Saved entries

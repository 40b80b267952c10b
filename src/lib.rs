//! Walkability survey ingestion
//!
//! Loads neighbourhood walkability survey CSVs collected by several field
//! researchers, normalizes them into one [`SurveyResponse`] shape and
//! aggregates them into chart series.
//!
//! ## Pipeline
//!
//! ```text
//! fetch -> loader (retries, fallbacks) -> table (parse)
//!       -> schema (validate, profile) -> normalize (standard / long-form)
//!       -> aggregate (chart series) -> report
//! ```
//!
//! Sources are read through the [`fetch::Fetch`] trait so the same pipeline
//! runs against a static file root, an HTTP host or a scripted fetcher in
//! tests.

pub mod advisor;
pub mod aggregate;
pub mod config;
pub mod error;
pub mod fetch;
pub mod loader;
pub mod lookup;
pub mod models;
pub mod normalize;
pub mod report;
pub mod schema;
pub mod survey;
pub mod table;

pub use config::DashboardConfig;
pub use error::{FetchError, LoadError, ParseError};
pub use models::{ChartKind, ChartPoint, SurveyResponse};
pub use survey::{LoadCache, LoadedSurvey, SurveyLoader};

Task description: All lines from the one with "pub mod loader;" to the end of the entries above are to be written out exactly, the first and last included.

Output below:
pub mod loader;
pub mod lookup;
pub mod models;
pub mod normalize;
pub mod report;
pub mod schema;
pub mod survey;
pub mod table;

pub use config::DashboardConfig;
pub use error::{FetchError, LoadError, ParseError};
pub use models::{ChartKind, ChartPoint, SurveyResponse};
pub use survey::{LoadCache, LoadedSurvey, SurveyLoader};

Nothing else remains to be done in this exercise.